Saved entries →
--- START ---

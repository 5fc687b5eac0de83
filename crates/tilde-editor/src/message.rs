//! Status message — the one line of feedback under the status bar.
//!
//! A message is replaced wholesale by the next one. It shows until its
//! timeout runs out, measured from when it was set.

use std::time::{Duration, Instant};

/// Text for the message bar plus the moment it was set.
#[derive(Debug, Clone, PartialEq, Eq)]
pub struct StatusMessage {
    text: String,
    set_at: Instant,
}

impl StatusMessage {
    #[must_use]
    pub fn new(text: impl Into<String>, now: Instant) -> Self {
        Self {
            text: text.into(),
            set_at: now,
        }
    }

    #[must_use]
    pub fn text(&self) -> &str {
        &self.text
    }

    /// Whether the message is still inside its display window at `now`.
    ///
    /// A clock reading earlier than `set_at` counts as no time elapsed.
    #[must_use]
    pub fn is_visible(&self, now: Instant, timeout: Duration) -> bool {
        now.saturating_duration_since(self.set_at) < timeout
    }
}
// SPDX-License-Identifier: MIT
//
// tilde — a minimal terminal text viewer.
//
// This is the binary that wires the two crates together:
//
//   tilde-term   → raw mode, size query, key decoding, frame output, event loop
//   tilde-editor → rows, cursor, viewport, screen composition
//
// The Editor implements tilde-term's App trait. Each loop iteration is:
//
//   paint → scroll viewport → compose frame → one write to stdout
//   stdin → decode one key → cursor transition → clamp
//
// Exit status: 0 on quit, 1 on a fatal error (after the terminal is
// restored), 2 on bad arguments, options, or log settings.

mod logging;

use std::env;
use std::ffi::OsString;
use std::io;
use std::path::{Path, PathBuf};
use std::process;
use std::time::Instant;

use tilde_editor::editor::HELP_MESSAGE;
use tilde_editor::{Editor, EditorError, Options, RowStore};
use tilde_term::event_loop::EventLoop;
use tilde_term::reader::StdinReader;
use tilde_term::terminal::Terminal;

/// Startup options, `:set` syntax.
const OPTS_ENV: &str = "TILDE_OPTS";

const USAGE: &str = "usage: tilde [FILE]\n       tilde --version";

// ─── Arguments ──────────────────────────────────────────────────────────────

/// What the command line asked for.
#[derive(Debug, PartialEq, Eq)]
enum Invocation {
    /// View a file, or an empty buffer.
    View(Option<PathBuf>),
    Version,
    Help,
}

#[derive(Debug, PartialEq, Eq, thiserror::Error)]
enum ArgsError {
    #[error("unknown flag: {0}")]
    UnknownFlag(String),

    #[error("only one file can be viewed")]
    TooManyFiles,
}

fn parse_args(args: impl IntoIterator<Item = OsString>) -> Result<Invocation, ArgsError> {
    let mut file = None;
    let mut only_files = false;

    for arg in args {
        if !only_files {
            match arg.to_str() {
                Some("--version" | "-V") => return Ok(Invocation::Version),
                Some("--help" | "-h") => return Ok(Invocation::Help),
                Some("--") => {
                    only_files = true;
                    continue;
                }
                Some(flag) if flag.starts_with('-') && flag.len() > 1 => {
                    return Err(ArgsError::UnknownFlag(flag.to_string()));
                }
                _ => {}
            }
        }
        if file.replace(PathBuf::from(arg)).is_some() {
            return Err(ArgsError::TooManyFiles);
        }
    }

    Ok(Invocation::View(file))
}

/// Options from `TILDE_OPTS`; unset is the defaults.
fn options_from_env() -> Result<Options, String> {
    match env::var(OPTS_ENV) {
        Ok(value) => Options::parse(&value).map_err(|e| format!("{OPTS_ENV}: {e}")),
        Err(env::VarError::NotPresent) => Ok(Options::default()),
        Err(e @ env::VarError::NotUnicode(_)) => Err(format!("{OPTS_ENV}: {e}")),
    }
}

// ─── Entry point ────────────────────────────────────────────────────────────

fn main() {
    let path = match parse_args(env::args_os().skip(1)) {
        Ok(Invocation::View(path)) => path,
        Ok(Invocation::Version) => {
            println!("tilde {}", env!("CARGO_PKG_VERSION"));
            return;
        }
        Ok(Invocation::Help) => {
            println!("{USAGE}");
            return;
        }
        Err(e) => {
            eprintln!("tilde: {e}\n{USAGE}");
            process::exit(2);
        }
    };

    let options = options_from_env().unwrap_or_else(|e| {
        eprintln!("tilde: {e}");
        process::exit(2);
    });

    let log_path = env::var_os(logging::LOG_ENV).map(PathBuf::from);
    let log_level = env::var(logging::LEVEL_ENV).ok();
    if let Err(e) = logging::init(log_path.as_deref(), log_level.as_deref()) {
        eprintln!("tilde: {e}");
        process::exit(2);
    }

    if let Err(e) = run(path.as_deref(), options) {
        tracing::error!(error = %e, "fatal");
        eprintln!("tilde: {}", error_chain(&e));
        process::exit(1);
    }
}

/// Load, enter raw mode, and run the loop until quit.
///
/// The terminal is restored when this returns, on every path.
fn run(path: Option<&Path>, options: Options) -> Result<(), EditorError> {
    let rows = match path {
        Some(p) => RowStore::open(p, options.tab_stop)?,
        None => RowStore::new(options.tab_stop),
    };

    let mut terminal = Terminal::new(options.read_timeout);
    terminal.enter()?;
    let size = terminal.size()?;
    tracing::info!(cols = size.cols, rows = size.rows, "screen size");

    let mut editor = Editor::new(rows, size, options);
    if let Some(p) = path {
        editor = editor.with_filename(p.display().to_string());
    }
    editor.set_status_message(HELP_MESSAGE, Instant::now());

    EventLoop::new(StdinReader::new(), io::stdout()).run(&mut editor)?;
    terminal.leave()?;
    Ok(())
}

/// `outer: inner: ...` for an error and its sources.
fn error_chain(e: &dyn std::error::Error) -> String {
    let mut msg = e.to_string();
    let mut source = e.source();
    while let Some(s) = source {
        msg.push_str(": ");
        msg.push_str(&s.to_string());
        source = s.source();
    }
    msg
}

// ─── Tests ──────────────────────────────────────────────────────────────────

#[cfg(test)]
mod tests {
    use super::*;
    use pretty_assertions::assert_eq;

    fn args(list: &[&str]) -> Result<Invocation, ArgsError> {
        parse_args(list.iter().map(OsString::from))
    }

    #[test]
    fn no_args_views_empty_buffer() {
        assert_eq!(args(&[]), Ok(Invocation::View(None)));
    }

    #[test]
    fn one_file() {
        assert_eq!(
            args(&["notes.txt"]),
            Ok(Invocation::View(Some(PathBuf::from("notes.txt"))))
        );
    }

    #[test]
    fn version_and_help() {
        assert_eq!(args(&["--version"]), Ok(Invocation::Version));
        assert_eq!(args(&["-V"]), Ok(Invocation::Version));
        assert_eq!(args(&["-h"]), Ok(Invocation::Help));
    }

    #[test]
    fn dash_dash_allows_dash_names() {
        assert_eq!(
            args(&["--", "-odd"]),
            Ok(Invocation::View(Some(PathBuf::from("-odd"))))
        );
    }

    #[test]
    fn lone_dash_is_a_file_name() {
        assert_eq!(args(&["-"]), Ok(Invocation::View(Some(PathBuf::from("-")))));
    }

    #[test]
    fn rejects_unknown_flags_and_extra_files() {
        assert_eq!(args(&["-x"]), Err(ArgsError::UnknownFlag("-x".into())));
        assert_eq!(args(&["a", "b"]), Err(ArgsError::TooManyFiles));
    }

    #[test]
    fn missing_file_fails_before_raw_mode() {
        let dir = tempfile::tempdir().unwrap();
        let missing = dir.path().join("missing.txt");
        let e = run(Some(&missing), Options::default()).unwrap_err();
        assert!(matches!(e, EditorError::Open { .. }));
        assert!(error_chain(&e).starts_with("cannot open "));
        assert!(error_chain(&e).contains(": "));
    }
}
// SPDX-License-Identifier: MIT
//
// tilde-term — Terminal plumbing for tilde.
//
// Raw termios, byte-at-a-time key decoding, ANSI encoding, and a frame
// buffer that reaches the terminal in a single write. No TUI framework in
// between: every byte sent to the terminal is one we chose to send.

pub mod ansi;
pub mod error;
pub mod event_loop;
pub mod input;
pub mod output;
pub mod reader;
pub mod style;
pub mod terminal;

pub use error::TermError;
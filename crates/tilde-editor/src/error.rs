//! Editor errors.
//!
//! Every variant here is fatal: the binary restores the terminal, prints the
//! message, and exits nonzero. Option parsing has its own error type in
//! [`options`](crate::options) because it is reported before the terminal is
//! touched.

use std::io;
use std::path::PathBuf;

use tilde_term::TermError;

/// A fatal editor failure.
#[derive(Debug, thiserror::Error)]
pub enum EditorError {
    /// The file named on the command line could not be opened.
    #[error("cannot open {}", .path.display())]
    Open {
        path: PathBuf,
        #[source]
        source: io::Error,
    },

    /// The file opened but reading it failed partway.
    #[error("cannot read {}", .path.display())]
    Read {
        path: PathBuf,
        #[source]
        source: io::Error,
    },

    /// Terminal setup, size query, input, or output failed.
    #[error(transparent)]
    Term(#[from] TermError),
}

--- END ---

Problem description →
Your answer should consist of the lines above that hold the word "EventLoop".

Task answer →
use tilde_term::event_loop::EventLoop;
    EventLoop::new(StdinReader::new(), io::stdout()).run(&mut editor)?;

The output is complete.